A years-long tug-of-war over a sliver of downtown San Jose real estate is on track to land in front of a jury this spring, even though the Santa Clara Valley Transportation Authority now says it does not need the land for the BART extension after all. The fight centers on how the site should be developed and how much VTA must pay if it takes the property. A jury trial, if it happens, could drop a dollar figure that reshapes the financial math for both the transit agency and a planned housing tower.

Court papers cited by The Mercury News show VTA is still the plaintiff in the eminent-domain case, even as it tells the court that a redesigned Downtown San Jose station no longer needs those parcels. According to the filings, both sides asked for more time to wrap up depositions in November 2025, and a jury trial could start as soon as April 2026. The case remains active in Santa Clara County, despite VTA saying it has stepped away from pursuing the site for its revised station design.

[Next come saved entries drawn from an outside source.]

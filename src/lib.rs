//! Teleinfo frame decoding
//!
//! Classifies the label/value groups sent by French electricity meters
//! (historical and standard Teleinfo), decodes the Tempo programme byte and
//! turns every sampling cycle into one metering record.

pub mod config;
pub mod models;
pub mod teleinfo;

// Re-export common types for easier access
pub use config::{ConfigHolder, TeleinfoConfig};
pub use models::{DeviceProtocol, MeteringData, Transmission};
pub use teleinfo::{
    classifier::{Evolution, FrameType, Phase, Pricing, TicMode},
    frame::Frame,
    label::Label,
    programme::{ProgrammeCircuit1, ProgrammeCircuit2},
    InvalidFrameError, TeleinfoInput, TeleinfoManager,
};

pub fn get_unix_ts() -> u64 {
    return std::time::SystemTime::now()
        .duration_since(std::time::SystemTime::UNIX_EPOCH)
        .map(|d| d.as_secs())
        .unwrap_or(0);
}
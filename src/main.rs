use log::{error, info, warn};
use teleinfo::{ConfigHolder, TeleinfoInput, TeleinfoManager, Transmission};
use tokio::io::{AsyncBufReadExt, BufReader};
use tokio::task::JoinHandle;

#[tokio::main]
async fn main() -> std::io::Result<()> {
    // Initialize logging
    let default_filter = std::env::var("TELEINFO_LOG_LEVEL").unwrap_or("info".to_string());
    env_logger::init_from_env(env_logger::Env::new().default_filter_or(default_filter));

    let config = ConfigHolder::load().get_teleinfo_copy();

    // reader -> manager -> printer
    let (input_tx, input_rx) = tokio::sync::mpsc::channel::<TeleinfoInput>(config.channel_size);
    let (tx, mut rx) = tokio::sync::mpsc::channel::<Transmission>(config.channel_size);

    let mut threads: Vec<JoinHandle<()>> = Vec::new();

    let mut manager = TeleinfoManager::new(tx, config);
    threads.push(tokio::spawn(async move {
        manager.start_thread(input_rx).await;
    }));

    threads.push(tokio::spawn(async move {
        while let Some(t) = rx.recv().await {
            match t {
                Transmission::Metering(mr) => match serde_json::to_string(&mr) {
                    Ok(json) => println!("{json}"),
                    Err(e) => error!("Unable to serialize metering data: {e}"),
                },
                Transmission::Discarded { meter_name, reason } => {
                    warn!("Frame of {meter_name} dropped: {reason}");
                }
            }
        }
    }));

    /* Feed stdin line by line, the reader owns the only input sender */
    let mut lines = BufReader::new(tokio::io::stdin()).lines();
    while let Some(line) = lines.next_line().await? {
        if let Some(input) = TeleinfoInput::from_line(&line) {
            if input_tx.send(input).await.is_err() {
                error!("Teleinfo manager stopped, no longer reading input");
                break;
            }
        }
    }
    /* Flush a last frame without trailing blank line */
    let _ = input_tx.send(TeleinfoInput::EndOfFrame).await;
    drop(input_tx);

    for task in threads {
        if let Err(e) = task.await {
            error!("Task failed: {e}");
        }
    }

    info!("Input finished, exiting");
    Ok(())
}
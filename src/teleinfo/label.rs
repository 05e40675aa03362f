use lazy_static::lazy_static;
use serde::{Deserialize, Serialize};
use std::collections::HashMap;
use std::fmt;

/// How the raw value of a label has to be interpreted
#[derive(Debug, Clone, Copy, PartialEq, Eq)]
pub enum ValueType {
    Integer,
    Text,
    Ptec,
    Hhphc,
    CouleurDemain,
}

macro_rules! labels {
    ($($variant: ident => $name: literal, $vtype: ident;)*) => {
        /// All fields a Teleinfo meter can send, historical and standard mode
        #[allow(non_camel_case_types)]
        #[derive(Debug, Clone, Copy, PartialEq, Eq, Hash, PartialOrd, Ord, Serialize, Deserialize)]
        pub enum Label {
            $($variant,)*
        }

        impl Label {
            pub const ALL: &'static [Label] = &[$(Label::$variant,)*];

            /// Name of the label as it is written on the wire
            pub fn as_str(&self) -> &'static str {
                match self {
                    $(Label::$variant => $name,)*
                }
            }

            pub fn value_type(&self) -> ValueType {
                match self {
                    $(Label::$variant => ValueType::$vtype,)*
                }
            }
        }
    };
}

labels! {
    /* Historical mode */
    ADCO => "ADCO", Text;
    OPTARIF => "OPTARIF", Text;
    ISOUSC => "ISOUSC", Integer;
    BASE => "BASE", Integer;
    HCHC => "HCHC", Integer;
    HCHP => "HCHP", Integer;
    EJPHN => "EJPHN", Integer;
    EJPHPM => "EJPHPM", Integer;
    BBRHCJB => "BBRHCJB", Integer;
    BBRHPJB => "BBRHPJB", Integer;
    BBRHCJW => "BBRHCJW", Integer;
    BBRHPJW => "BBRHPJW", Integer;
    BBRHCJR => "BBRHCJR", Integer;
    BBRHPJR => "BBRHPJR", Integer;
    PEJP => "PEJP", Integer;
    PTEC => "PTEC", Ptec;
    DEMAIN => "DEMAIN", CouleurDemain;
    IINST => "IINST", Integer;
    IINST1 => "IINST1", Integer;
    IINST2 => "IINST2", Integer;
    IINST3 => "IINST3", Integer;
    ADPS => "ADPS", Integer;
    ADIR1 => "ADIR1", Integer;
    ADIR2 => "ADIR2", Integer;
    ADIR3 => "ADIR3", Integer;
    IMAX => "IMAX", Integer;
    IMAX1 => "IMAX1", Integer;
    IMAX2 => "IMAX2", Integer;
    IMAX3 => "IMAX3", Integer;
    PMAX => "PMAX", Integer;
    PAPP => "PAPP", Integer;
    HHPHC => "HHPHC", Hhphc;
    MOTDETAT => "MOTDETAT", Text;
    PPOT => "PPOT", Text;

    /* Standard mode */
    ADSC => "ADSC", Text;
    VTIC => "VTIC", Text;
    DATE => "DATE", Text;
    NGTF => "NGTF", Text;
    LTARF => "LTARF", Text;
    EAST => "EAST", Integer;
    EASF01 => "EASF01", Integer;
    EASF02 => "EASF02", Integer;
    EASF03 => "EASF03", Integer;
    EASF04 => "EASF04", Integer;
    EASF05 => "EASF05", Integer;
    EASF06 => "EASF06", Integer;
    EASF07 => "EASF07", Integer;
    EASF08 => "EASF08", Integer;
    EASF09 => "EASF09", Integer;
    EASF10 => "EASF10", Integer;
    EASD01 => "EASD01", Integer;
    EASD02 => "EASD02", Integer;
    EASD03 => "EASD03", Integer;
    EASD04 => "EASD04", Integer;
    EAIT => "EAIT", Integer;
    ERQ1 => "ERQ1", Integer;
    ERQ2 => "ERQ2", Integer;
    ERQ3 => "ERQ3", Integer;
    ERQ4 => "ERQ4", Integer;
    IRMS1 => "IRMS1", Integer;
    IRMS2 => "IRMS2", Integer;
    IRMS3 => "IRMS3", Integer;
    URMS1 => "URMS1", Integer;
    URMS2 => "URMS2", Integer;
    URMS3 => "URMS3", Integer;
    PREF => "PREF", Integer;
    PCOUP => "PCOUP", Integer;
    SINSTS => "SINSTS", Integer;
    SINSTS1 => "SINSTS1", Integer;
    SINSTS2 => "SINSTS2", Integer;
    SINSTS3 => "SINSTS3", Integer;
    SMAXSN => "SMAXSN", Integer;
    SMAXSN1 => "SMAXSN1", Integer;
    SMAXSN2 => "SMAXSN2", Integer;
    SMAXSN3 => "SMAXSN3", Integer;
    SMAXSN_1 => "SMAXSN-1", Integer;
    SMAXSN1_1 => "SMAXSN1-1", Integer;
    SMAXSN2_1 => "SMAXSN2-1", Integer;
    SMAXSN3_1 => "SMAXSN3-1", Integer;
    SINSTI => "SINSTI", Integer;
    SMAXIN => "SMAXIN", Integer;
    SMAXIN_1 => "SMAXIN-1", Integer;
    CCASN => "CCASN", Integer;
    CCASN_1 => "CCASN-1", Integer;
    CCAIN => "CCAIN", Integer;
    CCAIN_1 => "CCAIN-1", Integer;
    UMOY1 => "UMOY1", Integer;
    UMOY2 => "UMOY2", Integer;
    UMOY3 => "UMOY3", Integer;
    STGE => "STGE", Text;
    DPM1 => "DPM1", Text;
    DPM2 => "DPM2", Text;
    DPM3 => "DPM3", Text;
    FPM1 => "FPM1", Text;
    FPM2 => "FPM2", Text;
    FPM3 => "FPM3", Text;
    MSG1 => "MSG1", Text;
    MSG2 => "MSG2", Text;
    PRM => "PRM", Text;
    RELAIS => "RELAIS", Integer;
    NTARF => "NTARF", Integer;
    NJOURF => "NJOURF", Integer;
    NJOURF_PLUS_1 => "NJOURF+1", Integer;
    PJOURF_PLUS_1 => "PJOURF+1", Text;
    PPOINTE => "PPOINTE", Text;
}

lazy_static! {
    static ref LABELS_BY_NAME: HashMap<&'static str, Label> =
        Label::ALL.iter().map(|l| (l.as_str(), *l)).collect();
}

impl Label {
    pub fn from_str(s: &str) -> Option<Self> {
        return LABELS_BY_NAME.get(s).copied();
    }

    /// Standard mode labels which are sent together with a meter timestamp
    pub fn has_timestamp(&self) -> bool {
        matches!(
            self,
            Label::DATE
                | Label::SMAXSN | Label::SMAXSN1 | Label::SMAXSN2 | Label::SMAXSN3
                | Label::SMAXSN_1 | Label::SMAXSN1_1 | Label::SMAXSN2_1 | Label::SMAXSN3_1
                | Label::SMAXIN | Label::SMAXIN_1
                | Label::CCASN | Label::CCASN_1 | Label::CCAIN | Label::CCAIN_1
                | Label::UMOY1 | Label::UMOY2 | Label::UMOY3
                | Label::DPM1 | Label::DPM2 | Label::DPM3
                | Label::FPM1 | Label::FPM2 | Label::FPM3
        )
    }
}

impl fmt::Display for Label {
    fn fmt(&self, f: &mut fmt::Formatter) -> fmt::Result {
        write!(f, "{}", self.as_str())
    }
}

#[cfg(test)]
mod tests {
    use super::*;

    #[test]
    fn test_from_str() {
        assert_eq!(Label::from_str("ADCO"), Some(Label::ADCO));
        assert_eq!(Label::from_str("SMAXSN-1"), Some(Label::SMAXSN_1));
        assert_eq!(Label::from_str("NJOURF+1"), Some(Label::NJOURF_PLUS_1));
        assert_eq!(Label::from_str("adco"), None);
        assert_eq!(Label::from_str("FOO"), None);
    }

    #[test]
    fn test_names_are_unique() {
        assert_eq!(LABELS_BY_NAME.len(), Label::ALL.len());
        for label in Label::ALL {
            assert_eq!(Label::from_str(label.as_str()), Some(*label));
        }
    }

    #[test]
    fn test_value_types() {
        assert_eq!(Label::PAPP.value_type(), ValueType::Integer);
        assert_eq!(Label::OPTARIF.value_type(), ValueType::Text);
        assert_eq!(Label::PTEC.value_type(), ValueType::Ptec);
        assert_eq!(Label::HHPHC.value_type(), ValueType::Hhphc);
        assert_eq!(Label::DEMAIN.value_type(), ValueType::CouleurDemain);
    }

    #[test]
    fn test_has_timestamp() {
        assert!(Label::DATE.has_timestamp());
        assert!(Label::SMAXSN2_1.has_timestamp());
        assert!(!Label::EAST.has_timestamp());
        assert!(!Label::ADCO.has_timestamp());
    }
}
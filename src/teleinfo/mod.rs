use log::{debug, error, info, warn};
use thiserror::Error;
use tokio::sync::mpsc::{Receiver, Sender};

use crate::{config::TeleinfoConfig, models::Transmission};

pub mod label;
pub mod frame;
pub mod classifier;
pub mod programme;
pub mod converters;
pub mod metering;

use frame::Frame;
use label::Label;

/// Any reason a frame can not be used this cycle.
///
/// Callers handle every variant the same way: drop the frame, log and wait
/// for the next cycle.
#[derive(Error, Debug)]
pub enum InvalidFrameError {
    #[error("Neither ADCO nor ADSC found, unable to detect the TIC mode")]
    MissingTicMode,
    #[error("Neither IINST nor IINST1 found, unable to detect the phase")]
    MissingPhase,
    #[error("The required label '{0}' is missing in frame")]
    MissingLabel(Label),
    #[error("The option tarif '{0}' is not supported")]
    UnsupportedOptionTarif(String),
    #[error("Programme circuit 1 '{0:02b}' is unknown")]
    UnknownProgrammeCircuit1(u8),
    #[error("Programme character '{0}' is not an 8 bit value")]
    InvalidProgrammeChar(char),
    #[error("The label '{0}' is unknown")]
    UnknownLabel(String),
    #[error("Invalid value '{value}' for label '{label}'")]
    InvalidValue { label: Label, value: String },
}

/// Already tokenized input coming from the serial reader
#[derive(Debug, Clone, PartialEq)]
pub enum TeleinfoInput {
    Group {
        label: String,
        value: String,
        timestamp: Option<String>,
    },
    EndOfFrame,
}

impl TeleinfoInput {
    /// Reads one replay line: `LABEL VALUE [TIMESTAMP]`, a blank line ends the frame.
    /// A historical checksum in the third position is dropped by the manager.
    /// Tab separated lines keep empty fields, which standard mode needs for DATE.
    pub fn from_line(line: &str) -> Option<Self> {
        let line = line.trim_end_matches(['\r', '\n']);
        if line.trim().is_empty() {
            return Some(TeleinfoInput::EndOfFrame);
        }

        let tokens: Vec<&str> = if line.contains('\t') {
            line.split('\t').collect()
        } else {
            line.split_whitespace().collect()
        };

        match tokens.as_slice() {
            [label, value] => Some(TeleinfoInput::Group {
                label: label.to_string(),
                value: value.to_string(),
                timestamp: None,
            }),
            [label, value, timestamp] => Some(TeleinfoInput::Group {
                label: label.to_string(),
                value: value.to_string(),
                timestamp: Some(timestamp.to_string()),
            }),
            _ => {
                warn!("Ignoring malformed group line '{line}'");
                None
            }
        }
    }
}

pub struct TeleinfoManager {
    sender: Sender<Transmission>,
    config: TeleinfoConfig,
    frame: Frame,
    discard_reason: Option<InvalidFrameError>,
}

impl TeleinfoManager {
    pub fn new(sender: Sender<Transmission>, config: TeleinfoConfig) -> Self {
        Self {
            sender,
            config,
            frame: Frame::new(),
            discard_reason: None,
        }
    }

    pub async fn start_thread(&mut self, mut receiver: Receiver<TeleinfoInput>) {
        info!("Starting Teleinfo thread for {}", self.config.name);

        while let Some(input) = receiver.recv().await {
            if let Some(transmission) = self.handle_input(input) {
                if let Err(e) = self.sender.send(transmission).await {
                    error!("Failed to send Teleinfo data: {}", e);
                    return;
                }
            }
        }

        info!("Teleinfo input closed, stopping {}", self.config.name);
    }

    /// Feeds one group into the current frame. Returns what has to be sent
    /// downstream once the end of the frame is reached.
    pub fn handle_input(&mut self, input: TeleinfoInput) -> Option<Transmission> {
        match input {
            TeleinfoInput::Group { label, value, timestamp } => {
                match Label::from_str(&label) {
                    Some(l) => {
                        self.frame.put(l, value);
                        /* On historical lines the third token is the checksum */
                        match timestamp {
                            Some(t) if l.has_timestamp() => self.frame.put_timestamp(l, t),
                            Some(t) => debug!("Ignoring '{t}' after {l}, label carries no timestamp"),
                            None => {}
                        }
                    }
                    None => {
                        warn!("Unknown label '{label}', the current frame will be discarded");
                        if self.discard_reason.is_none() {
                            self.discard_reason = Some(InvalidFrameError::UnknownLabel(label));
                        }
                    }
                }
                None
            }
            TeleinfoInput::EndOfFrame => self.finish_frame(),
        }
    }

    fn finish_frame(&mut self) -> Option<Transmission> {
        if self.frame.is_empty() && self.discard_reason.is_none() {
            debug!("Empty frame, nothing to do");
            return None;
        }

        let result = match self.discard_reason.take() {
            Some(e) => Err(e),
            None => metering::build_metering_data(&self.frame, &self.config),
        };

        let transmission = match result {
            Ok(mr) => {
                debug!("Frame of {} decoded", mr.meter_name);
                Transmission::Metering(mr)
            }
            Err(e) => {
                let meter_name = self
                    .frame
                    .get(Label::ADCO)
                    .or(self.frame.get(Label::ADSC))
                    .unwrap_or(self.config.name.as_str())
                    .to_string();
                error!("Discarding Teleinfo frame of {meter_name}: {e}");
                Transmission::Discarded { meter_name, reason: e.to_string() }
            }
        };

        self.frame.clear();
        Some(transmission)
    }
}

The parcel at 17 East Santa Clara Street is the proposed home of the Eterna Tower, a roughly 26-story, 192-unit residential project, according to the City of San Jose planning file. City of San José records show the project was filed within the last few years and has not yet broken ground, while earlier coverage traces VTA’s eminent-domain lawsuits over downtown parcels back to 2022. The Real Deal documented the agency’s initial push to seize the site.

Jury Could Set the Price

Even with VTA now saying the redesigned BART station no longer requires the parcels, the real fight that remains is more about money than control. In court papers quoted by The Mercury News, an affiliate of Downtown SJ Towers wrote that the VTA seeks to take the defendant’s property. The primary issue in the case will be compensation. In other words, the question is not whether VTA can take the land, but what the check might look like…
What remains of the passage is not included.